Ohne Zustimmung des ehelichen Vaters kann ein unter väterlicher Gewalt stehendes Kind nur bei Vorliegen der Voraussetzung des § 178 ABGB. volljährig erklärt werden.

Entscheidung vom 30. Oktober 1963, 7 Ob 294/63.

I. Instanz: Bezirksgericht Fünfhaus; II. Instanz: Landesgericht für Zivilrechtssachen Wien.

Text

Die mj. beantragt, sie unter Nachsicht des Alters gegen den Willen ihres Vaters für volljährig zu erklären und führt aus, daß dieser für sie kein Verständnis hätte und insbesondere ihr Verlöbnis mit P. H. mißbillige.

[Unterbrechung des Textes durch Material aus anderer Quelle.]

#[cfg(test)]
mod tests {
    use super::*;
    use crate::domain::{Prediction, UserBet};
    use crate::testkit::{claimed_receipt, match_info, wager_record, Harness, WALLET_A, WALLET_B};

    fn bet(amount: u64, prediction: Prediction) -> UserBet {
        UserBet {
            amount: U256::from(amount),
            prediction: Some(prediction),
            claimed: false,
        }
    }

    const TOKEN: &str = "wager-7-u1-form";

    async fn settling_intent(h: &Harness, match_id: i64) -> WagerIntent {
        let intent = h
            .intents
            .create("u1", match_id, Prediction::Home, "0.01", U256::from(10_000_000_000_000_000u64))
            .unwrap();
        let token = format!("wager-{match_id}-u1-form");
        h.intents.attach_correlation("u1", &token);
        h.intents.begin_settlement(&token, "u1").unwrap();
        intent
    }

    #[tokio::test]
    async fn creates_match_once_then_requests_wager_tx() {
        let h = Harness::new();
        h.add_match(match_info(7, 2)).await;
        let intent = settling_intent(&h, 7).await;

        let outcome = h.orchestrator().request_wager(&h.ctx("u1"), &intent).await.unwrap();
        let SettlementOutcome::TxRequested { kind, request_id } = outcome else {
            panic!("expected tx request");
        };
        assert_eq!(kind, SettlementKind::Wager);
        assert!(request_id.starts_with("wager-7-"));
        assert_eq!(h.gateway.create_calls(), 1);
        assert_eq!(
            h.store.get_match(7).await.unwrap().unwrap().on_chain_match_id,
            Some(42)
        );
        assert_eq!(
            h.intents.get("u1").unwrap().correlation_token.as_deref(),
            Some(request_id.as_str())
        );

        let prompts = h.transport.prompts();
        let Some(Prompt::Transaction { value, to, signer, .. }) = prompts.last() else {
            panic!("expected transaction prompt");
        };
        assert_eq!(*value, intent.stake_wei);
        assert_eq!(*to, h.gateway.contract_address());
        assert_eq!(*signer, Some(WALLET_A));

        // Second ensure reuses the stored id.
        h.orchestrator().ensure_match_on_chain(7).await.unwrap();
        assert_eq!(h.gateway.create_calls(), 1);
    }

    #[tokio::test]
    async fn concurrent_ensures_create_once() {
        let h = Harness::new();
        h.add_match(match_info(7, 2)).await;
        let orchestrator = h.orchestrator();
        let (a, b) = tokio::join!(
            orchestrator.ensure_match_on_chain(7),
            orchestrator.ensure_match_on_chain(7)
        );
        assert_eq!(a.unwrap().1, b.unwrap().1);
        assert_eq!(h.gateway.create_calls(), 1);
        assert!(orchestrator.creating.is_empty());
    }

    #[tokio::test]
    async fn structural_creation_errors_are_not_retried() {
        let h = Harness::new();
        h.add_match(match_info(7, 2)).await;
        h.gateway
            .fail_create_with(GatewayError::InsufficientGas("insufficient funds".into()));
        let orchestrator = h.orchestrator();
        let err = orchestrator.ensure_match_on_chain(7).await.unwrap_err();
        assert!(matches!(err, WagerError::InsufficientGas));
        assert_eq!(h.gateway.create_calls(), 1);
        assert!(orchestrator.creating.is_empty());
    }

    #[tokio::test]
    async fn transient_creation_errors_are_retried() {
        let h = Harness::new();
        h.add_match(match_info(7, 2)).await;
        h.gateway
            .fail_create_with(GatewayError::NonceConflict("nonce too low".into()));
        let (_, id) = h.orchestrator().ensure_match_on_chain(7).await.unwrap();
        assert_eq!(id, 42);
        assert_eq!(h.gateway.create_calls(), 2);
    }

    #[tokio::test]
    async fn timed_out_creation_is_not_resent() {
        let h = Harness::new();
        h.add_match(match_info(7, 2)).await;
        h.gateway
            .fail_create_with(GatewayError::RpcTimeout("createMatch exceeded 10s".into()));
        let err = h.orchestrator().ensure_match_on_chain(7).await.unwrap_err();
        assert!(matches!(err, WagerError::GatewayUnavailable(_)));
        assert_eq!(h.gateway.create_calls(), 1);
        assert_eq!(h.store.get_match(7).await.unwrap().unwrap().on_chain_match_id, None);
    }

    #[tokio::test]
    async fn closed_betting_skips_match_creation() {
        let h = Harness::new();
        h.add_match(match_info(7, 2)).await;
        let intent = settling_intent(&h, 7).await;
        // Kickoff passed between the prompt and the confirm.
        h.add_match(match_info(7, -1)).await;

        let err = h.orchestrator().request_wager(&h.ctx("u1"), &intent).await.unwrap_err();
        assert!(matches!(err, WagerError::BettingClosed(7)));
        assert_eq!(h.gateway.create_calls(), 0);
        assert!(h.transport.prompts().is_empty());
    }

    #[tokio::test]
    async fn existing_wager_skips_match_creation() {
        let h = Harness::new();
        h.add_match(match_info(7, 2)).await;
        let intent = settling_intent(&h, 7).await;
        h.store.insert_wager(&wager_record("u1", 7, 100)).await.unwrap();

        let err = h.orchestrator().request_wager(&h.ctx("u1"), &intent).await.unwrap_err();
        assert!(matches!(err, WagerError::AlreadyWagered(7)));
        assert_eq!(h.gateway.create_calls(), 0);
    }

    #[tokio::test]
    async fn wager_success_records_the_probed_wallet() {
        let h = Harness::new();
        let mut info = match_info(7, 2);
        info.on_chain_match_id = Some(42);
        h.add_match(info).await;
        settling_intent(&h, 7).await;
        h.gateway.set_bet(42, WALLET_B, bet(10_000_000_000_000_000, Prediction::Home));
        let tx = B256::repeat_byte(1);
        h.gateway.set_receipt(tx, true, vec![]);

        let outcome = h
            .orchestrator()
            .settle(&h.ctx("u1"), SettlementKind::Wager, TOKEN, 7, tx)
            .await
            .unwrap();
        let SettlementOutcome::WagerSettled {
            record: Some(record),
            newly_recorded: true,
            needs_reconcile: false,
            ..
        } = outcome
        else {
            panic!("expected a newly recorded wager");
        };
        assert_eq!(record.wallet_address, WALLET_B);
        assert_eq!(record.on_chain_match_id, 42);
        assert_eq!(record.tx_hash, Some(tx));
        assert!(h.intents.get("u1").is_none());
        assert_eq!(h.store.get_stats("u1").await.unwrap().wagers, 1);

        // Duplicate delivery records nothing new.
        let again = h
            .orchestrator()
            .settle(&h.ctx("u1"), SettlementKind::Wager, TOKEN, 7, tx)
            .await
            .unwrap();
        assert!(matches!(
            again,
            SettlementOutcome::WagerSettled {
                newly_recorded: false,
                ..
            }
        ));
        assert_eq!(h.store.get_stats("u1").await.unwrap().wagers, 1);
    }

    #[tokio::test]
    async fn wager_without_visible_bet_needs_reconciliation() {
        let h = Harness::new();
        let mut info = match_info(7, 2);
        info.on_chain_match_id = Some(42);
        h.add_match(info).await;
        let tx = B256::repeat_byte(2);
        h.gateway.set_receipt(tx, true, vec![]);

        let outcome = h
            .orchestrator()
            .settle(&h.ctx("u1"), SettlementKind::Wager, TOKEN, 7, tx)
            .await
            .unwrap();
        assert!(matches!(
            outcome,
            SettlementOutcome::WagerSettled {
                record: None,
                needs_reconcile: true,
                ..
            }
        ));
        assert!(h.store.get_wager("u1", 7).await.unwrap().is_none());
    }

    #[tokio::test]
    async fn reverted_wager_clears_intent_and_records_nothing() {
        let h = Harness::new();
        let mut info = match_info(7, 2);
        info.on_chain_match_id = Some(42);
        h.add_match(info).await;
        settling_intent(&h, 7).await;
        let tx = B256::repeat_byte(3);
        h.gateway.set_receipt(tx, false, vec![]);

        let err = h
            .orchestrator()
            .settle(&h.ctx("u1"), SettlementKind::Wager, TOKEN, 7, tx)
            .await
            .unwrap_err();
        assert!(matches!(err, WagerError::TransactionReverted { .. }));
        assert!(h.intents.get("u1").is_none());
        assert!(h.store.get_wager("u1", 7).await.unwrap().is_none());
    }

    #[tokio::test]
    async fn duplicate_wager_result_keeps_newer_intent() {
        let h = Harness::new();
        let mut info = match_info(7, 2);
        info.on_chain_match_id = Some(42);
        h.add_match(info).await;
        h.add_match(match_info(8, 2)).await;
        settling_intent(&h, 7).await;
        h.gateway.set_bet(42, WALLET_A, bet(10_000_000_000_000_000, Prediction::Home));
        let tx = B256::repeat_byte(1);
        h.gateway.set_receipt(tx, true, vec![]);
        h.orchestrator()
            .settle(&h.ctx("u1"), SettlementKind::Wager, TOKEN, 7, tx)
            .await
            .unwrap();

        h.intents
            .create("u1", 8, Prediction::Away, "0.01", U256::from(10_000_000_000_000_000u64))
            .unwrap();
        h.intents.attach_correlation("u1", "wager-8-u1-form");

        let again = h
            .orchestrator()
            .settle(&h.ctx("u1"), SettlementKind::Wager, TOKEN, 7, tx)
            .await
            .unwrap();
        assert!(matches!(
            again,
            SettlementOutcome::WagerSettled {
                newly_recorded: false,
                ..
            }
        ));
        assert_eq!(h.intents.get("u1").unwrap().match_id, 8);
    }

    #[tokio::test]
    async fn stale_revert_keeps_newer_intent() {
        let h = Harness::new();
        let mut info = match_info(7, 2);
        info.on_chain_match_id = Some(42);
        h.add_match(info).await;
        settling_intent(&h, 8).await;
        let tx = B256::repeat_byte(3);
        h.gateway.set_receipt(tx, false, vec![]);

        let err = h
            .orchestrator()
            .settle(&h.ctx("u1"), SettlementKind::Wager, TOKEN, 7, tx)
            .await
            .unwrap_err();
        assert!(matches!(err, WagerError::TransactionReverted { .. }));
        let live = h.intents.get("u1").unwrap();
        assert_eq!(live.match_id, 8);
        assert_eq!(live.correlation_token.as_deref(), Some("wager-8-u1-form"));
    }

    #[tokio::test]
    async fn unconfirmable_leaves_state_untouched() {
        let h = Harness::new();
        let mut info = match_info(7, 2);
        info.on_chain_match_id = Some(42);
        h.add_match(info).await;
        settling_intent(&h, 7).await;

        let err = h
            .orchestrator()
            .settle(&h.ctx("u1"), SettlementKind::Wager, TOKEN, 7, B256::repeat_byte(4))
            .await
            .unwrap_err();
        assert!(matches!(err, WagerError::TransactionUnconfirmable { .. }));
        assert!(h.intents.get("u1").is_some());
        assert!(h.store.get_wager("u1", 7).await.unwrap().is_none());
    }

    #[tokio::test]
    async fn claim_uses_exact_event_amounts_once() {
        let h = Harness::new();
        h.add_settled_wager("u1", 7, 100).await;
        let tx = B256::repeat_byte(5);
        h.gateway
            .set_receipt(tx, true, vec![claimed_receipt(h.gateway.contract_address(), 42, 180, 80)]);

        let outcome = h
            .orchestrator()
            .settle(&h.ctx("u1"), SettlementKind::Claim, "claim-7-u1-1", 7, tx)
            .await
            .unwrap();
        assert_eq!(
            outcome,
            SettlementOutcome::ClaimSettled {
                payout: U256::from(180u64),
                profit: U256::from(80u64),
                approximate: false,
                newly_recorded: true,
                needs_reconcile: false,
                tx_hash: tx,
            }
        );
        assert!(h.store.get_wager("u1", 7).await.unwrap().unwrap().claimed);

        h.orchestrator()
            .settle(&h.ctx("u1"), SettlementKind::Claim, "claim-7-u1-1", 7, tx)
            .await
            .unwrap();
        assert_eq!(h.store.get_stats("u1").await.unwrap().wins, 1);
    }

    #[tokio::test]
    async fn claim_without_event_falls_back_to_stake() {
        let h = Harness::new();
        h.add_settled_wager("u1", 7, 100).await;
        let tx = B256::repeat_byte(6);
        h.gateway.set_receipt(tx, true, vec![]);

        let outcome = h
            .orchestrator()
            .settle(&h.ctx("u1"), SettlementKind::Claim, "claim-7-u1-1", 7, tx)
            .await
            .unwrap();
        let SettlementOutcome::ClaimSettled {
            payout,
            profit,
            approximate,
            ..
        } = outcome
        else {
            panic!("expected a claim outcome");
        };
        assert!(approximate);
        assert_eq!(payout, U256::from(100u64));
        assert_eq!(profit, U256::ZERO);
    }

    #[tokio::test]
    async fn reverted_claim_leaves_record_untouched() {
        let h = Harness::new();
        h.add_settled_wager("u1", 7, 100).await;
        let tx = B256::repeat_byte(7);
        h.gateway.set_receipt(tx, false, vec![]);

        let err = h
            .orchestrator()
            .settle(&h.ctx("u1"), SettlementKind::Refund, "claimrefund-7-u1-1", 7, tx)
            .await
            .unwrap_err();
        assert!(matches!(
            err,
            WagerError::TransactionReverted {
                kind: SettlementKind::Refund,
                ..
            }
        ));
        assert!(!h.store.get_wager("u1", 7).await.unwrap().unwrap().claimed);
    }

    #[tokio::test]
    async fn refund_credits_the_stake() {
        let h = Harness::new();
        h.add_settled_wager("u1", 7, 100).await;
        let tx = B256::repeat_byte(8);
        h.gateway.set_receipt(tx, true, vec![]);

        let outcome = h
            .orchestrator()
            .settle(&h.ctx("u1"), SettlementKind::Refund, "claimrefund-7-u1-1", 7, tx)
            .await
            .unwrap();
        assert!(matches!(
            outcome,
            SettlementOutcome::RefundSettled {
                newly_recorded: true,
                ..
            }
        ));
        assert_eq!(h.store.get_stats("u1").await.unwrap().refunds, 1);
    }

    #[tokio::test]
    async fn ledger_failure_after_success_is_partial() {
        let h = Harness::new();
        h.add_settled_wager("u1", 7, 100).await;
        h.ledger.fail_writes(true);
        let tx = B256::repeat_byte(9);
        h.gateway.set_receipt(tx, true, vec![]);

        let outcome = h
            .orchestrator()
            .settle(&h.ctx("u1"), SettlementKind::Refund, "claimrefund-7-u1-1", 7, tx)
            .await
            .unwrap();
        assert!(matches!(
            outcome,
            SettlementOutcome::RefundSettled {
                newly_recorded: false,
                needs_reconcile: true,
                ..
            }
        ));
    }
}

Das Erstgericht gab diesem Antrag unter Hinweis auf § 252 ABGB. statt, obwohl sich beide Elternteile dagegen ausgesprochen haben und stellte fest, daß sich der Vater der Minderjährigen grundlos weigere, seiner minderjährigen Tochter die Eheschließung mit P. H. zu gestatten. Die von der Minderjährigen gegen den Willen ihrer Eltern vorgenommene Verlobung mit P. H. habe zu ernsten Zerwürfnissen geführt, die häufig in heftige Streitszenen ausarteten. Es sei nunmehr eine gewisse Entfremdung zwischen der Minderjährigen und ihren Eltern eingetreten. Im Elternhaus werde kaum ein Wort gewechselt. Es sei offenkundig, daß das ablehnende Verhalten der Eltern der Minderjährigen gegenüber deren Bräutigam dazu geführt habe, daß die Minderjährige den Eltern fast völlig entglitten sei.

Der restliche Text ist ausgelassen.